Deux arrêts de
la chambre criminelle, du 12 décembre
2006 (n°05-86214) et du 14 octobre 2008 (n°08-81617) devraient inciter à
une réflexion quant à l’avenir de l’oralité, et aux
dangers sérieux qui la menacent.
Cette grave
question n’y était pourtant pas ainsi
exprimée, du moins en apparence.
Il était
archi classique. Un confrère devait défendre une prévenue qui l’avait
mandatée, mais il n’avait pas de lettre
de représentation. Il n’était ni le premier ni le dernier à l’avoir oubliée. Il
passe alors en force, et prend des
conclusions écrites.

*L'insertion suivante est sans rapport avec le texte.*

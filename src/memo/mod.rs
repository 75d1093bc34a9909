//! Memo Module
//!
//! Compute-once caching of operation results with bounded LRU eviction.

mod canonical;
mod key;
mod lru;
mod memoized;
mod stats;
mod store;


// Re-export public types
pub use key::{MemoKey, OperationId};
pub(crate) use lru::RecencyTracker;
pub use memoized::Memoized;
pub use stats::MemoStats;
pub use store::MemoCache;

// == Public Constants ==
/// Capacity used when none is configured
pub const DEFAULT_CAPACITY: usize = 1024;

/// Version byte mixed into every key digest; bump when the key layout changes
pub const KEY_SCHEME_VERSION: u8 = 2;
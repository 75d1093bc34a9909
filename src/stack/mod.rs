//! Stack Module
//!
//! Value stacks and the guards that restore their depth after a call.

mod guard;
mod thread;
mod value_stack;

pub use guard::{stacked, StackGuard};
pub use thread::{
    pop_value, push_value, stack_len, stacked_method, with_thread_stack, StackValue,
    ThreadStackGuard,
};
pub use value_stack::ValueStack;
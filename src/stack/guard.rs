//! Stack Guard Module
//!
//! RAII guard restoring a [`ValueStack`] to its entry depth.

use std::ops::{Deref, DerefMut};

use tracing::debug;

use crate::stack::ValueStack;

// == Stack Guard ==
/// Borrows a stack and truncates it back to its entry depth when dropped.
///
/// The wrapped code pushes and pops through the guard (it derefs to the
/// stack). Whatever way the scope ends (normal return, `?`, panic), values
/// pushed above the checkpoint are dropped. A stack that ends up shorter
/// than the checkpoint is left as it is.
///
/// Guards nest: a guard taken over another guard restores its own
/// checkpoint first, then the outer one restores its own.
#[derive(Debug)]
pub struct StackGuard<'a, T> {
    stack: &'a mut ValueStack<T>,
    checkpoint: usize,
}

impl<'a, T> StackGuard<'a, T> {
    /// Records the current depth of `stack`.
    pub fn new(stack: &'a mut ValueStack<T>) -> Self {
        let checkpoint = stack.len();
        Self { stack, checkpoint }
    }

    /// Depth the stack is restored to on drop.
    pub fn checkpoint(&self) -> usize {
        self.checkpoint
    }
}

impl<T> Deref for StackGuard<'_, T> {
    type Target = ValueStack<T>;

    fn deref(&self) -> &Self::Target {
        self.stack
    }
}

impl<T> DerefMut for StackGuard<'_, T> {
    fn deref_mut(&mut self) -> &mut Self::Target {
        self.stack
    }
}

impl<T> Drop for StackGuard<'_, T> {
    fn drop(&mut self) {
        let dropped = self.stack.truncate(self.checkpoint);
        if dropped > 0 {
            debug!(
                checkpoint = self.checkpoint,
                dropped, "stack guard dropped leftover values"
            );
        }
    }
}

// == Stacked ==
/// Runs `f` with `stack`, restoring the entry depth afterwards.
///
/// The result of `f`, including an `Err`, is returned unchanged.
pub fn stacked<T, R, F>(stack: &mut ValueStack<T>, f: F) -> R
where
    F: FnOnce(&mut ValueStack<T>) -> R,
{
    let mut guard = StackGuard::new(stack);
    f(&mut *guard)
}

// == Unit Tests ==
#[cfg(test)]
mod tests {
    use super::*;
    use std::panic::{self, AssertUnwindSafe};

    fn stack_of(depth: u32) -> ValueStack<u32> {
        (0..depth).collect()
    }

    #[test]
    fn test_success_leaves_balanced_stack() {
        let mut stack = stack_of(2);
        let result = stacked(&mut stack, |s| {
            s.push(10);
            s.pop()
        });

        assert_eq!(result, Some(10));
        assert_eq!(stack.len(), 2);
    }

    #[test]
    fn test_failure_restores_depth() {
        let mut stack = stack_of(2);
        let result: Result<(), &str> = stacked(&mut stack, |s| {
            s.push(10);
            s.push(11);
            s.push(12);
            Err("failed after pushing")
        });

        assert_eq!(result, Err("failed after pushing"));
        assert_eq!(stack.len(), 2);
        assert_eq!(stack.peek(), Some(&1));
    }

    #[test]
    fn test_early_return_via_question_mark_restores_depth() {
        fn pushes_then_fails(stack: &mut ValueStack<u32>) -> Result<u32, String> {
            let mut guard = StackGuard::new(stack);
            guard.push(7);
            let parsed: u32 = "not a number".parse().map_err(|_| "parse".to_string())?;
            guard.push(parsed);
            Ok(parsed)
        }

        let mut stack = stack_of(1);
        assert!(pushes_then_fails(&mut stack).is_err());
        assert_eq!(stack.len(), 1);
    }

    #[test]
    fn test_shrunk_stack_is_not_regrown() {
        let mut stack = stack_of(4);
        stacked(&mut stack, |s| {
            s.push(99);
            s.pop();
            s.pop();
            s.pop();
        });

        assert_eq!(stack.len(), 2);
        assert_eq!(stack.iter().copied().collect::<Vec<_>>(), vec![0, 1]);
    }

    #[test]
    fn test_panic_restores_depth() {
        let mut stack = stack_of(3);
        let outcome = panic::catch_unwind(AssertUnwindSafe(|| {
            stacked(&mut stack, |s| {
                s.push(5);
                s.push(6);
                panic!("wrapped call panicked");
            })
        }));

        assert!(outcome.is_err());
        assert_eq!(stack.len(), 3);
    }

    #[test]
    fn test_nested_guards_restore_own_checkpoints() {
        let mut stack = stack_of(1);
        {
            let mut outer = StackGuard::new(&mut stack);
            outer.push(1);
            assert_eq!(outer.checkpoint(), 1);
            {
                let mut inner = StackGuard::new(&mut *outer);
                assert_eq!(inner.checkpoint(), 2);
                inner.push(2);
                inner.push(3);
            }
            assert_eq!(outer.len(), 2);
            outer.push(4);
        }
        assert_eq!(stack.len(), 1);
    }
}
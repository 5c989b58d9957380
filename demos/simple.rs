use std::time::Duration;

use refill::TokenBucket;

/*
Showcases rate limiting with a simple example.

Output:

    Request 0 granted
    Request 1 granted
    Request 2 granted
    Request 3 granted
    Request 4 denied
    Request 5 granted
    ...
*/

fn main() {
    tracing_subscriber::fmt::init();

    let bucket = TokenBucket::new(
        // 4 tokens per bucket
        4,
        // 1 refill per second
        Duration::from_secs(1),
    )
    .expect("valid bucket parameters");

    for i in 0..20 {
        if bucket.request() {
            println!("Request {i} granted");
        } else {
            println!("Request {i} denied");
        }
        std::thread::sleep(Duration::from_millis(200));
    }
}
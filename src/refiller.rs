//! The background thread that puts tokens back into a bucket.
//!
//! The refiller sleeps on the bucket's condition variable for one refill period at a time.
//! Shutdown is signalled through the same condition variable, so a sleeping refiller wakes
//! up as soon as the bucket is torn down instead of finishing its period.

use std::{
    io,
    panic::{self, AssertUnwindSafe},
    sync::{Arc, PoisonError},
    thread::{self, JoinHandle},
};

use tracing::{debug, trace, warn};

use crate::{
    bucket::{RefillEvent, Shared},
    config::RefillCallback,
};

/// What ended one wait of the refiller.
#[derive(Debug, PartialEq, Eq)]
enum Wake {
    /// The shutdown flag was set, either before or during the wait.
    Shutdown,
    /// A full period passed and the bucket was refilled.
    Refilled(RefillEvent),
}

struct Refiller {
    shared: Arc<Shared>,
    on_refill: Option<RefillCallback>,
}

pub(crate) fn spawn(
    shared: Arc<Shared>,
    name: String,
    on_refill: Option<RefillCallback>,
) -> io::Result<JoinHandle<()>> {
    let refiller = Refiller { shared, on_refill };
    thread::Builder::new()
        .name(name)
        .spawn(move || refiller.run())
}

impl Refiller {
    fn run(self) {
        debug!(period = ?self.shared.refill_period, "refiller started");

        while let Wake::Refilled(event) = self.wait() {
            trace!(
                previous = event.previous,
                current = event.current,
                sequence = event.sequence,
                "bucket refilled"
            );
            // The lock is released by now, so the callback is free to use the bucket
            if let Some(on_refill) = &self.on_refill {
                // A panicking callback must not stop the refills
                if panic::catch_unwind(AssertUnwindSafe(|| on_refill(event))).is_err() {
                    warn!(sequence = event.sequence, "on_refill callback panicked");
                }
            }
        }

        debug!("refiller stopped");
    }

    /// Sleep for one refill period, then refill unless shutdown was requested.
    ///
    /// Spurious wake-ups go back to sleep for whatever is left of the period.
    fn wait(&self) -> Wake {
        let state = self.shared.lock();
        if state.shutdown {
            return Wake::Shutdown;
        }

        let (mut state, _) = self
            .shared
            .wake
            .wait_timeout_while(state, self.shared.refill_period, |state| !state.shutdown)
            .unwrap_or_else(PoisonError::into_inner);
        if state.shutdown {
            return Wake::Shutdown;
        }

        Wake::Refilled(self.shared.refill_locked(&mut state))
    }
}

On ne peut que le louer.
Premier arrêt,
la Cour de cassation dit que la Cour d’appel a bel et bien jugé
contradictoirement. Mieux, et là
certains, dans la profession,
ont triomphé à l’époque, en considérant qu’on n’avait plus besoin de
lettre de représentation, ce qui n’était pas tout à fait exact, on juge, sans l’écrire, que la lettre de représentation n’est pas
vraiment indispensable puisqu’on approuve : « les juges, après avoir
constaté que l’avocat de la prévenue n’était pas muni d’un pouvoir de
représentation, ont mentionné dans leur arrêt les seules demandes présentées
oralement par celui-ci, à qui la parole
a été donnée en dernier ».
Donc, pourvu
qu’on arrive à l’audience avec un bout de papier écrit, tout va bien. Fini donc l’hypocrisie des
lettres de représentation signées par l’avocat lui-même (mais non, voyons, ça
n’existe pas). Toutefois dans cette
affaire, il est dit qu’on n’a pas tenu compte de ce qui était écrit, mais seulement
de ce qui a été plaidé. Bravo.
Le deuxième
arrêt enfonce le clou, en le tordant un peu.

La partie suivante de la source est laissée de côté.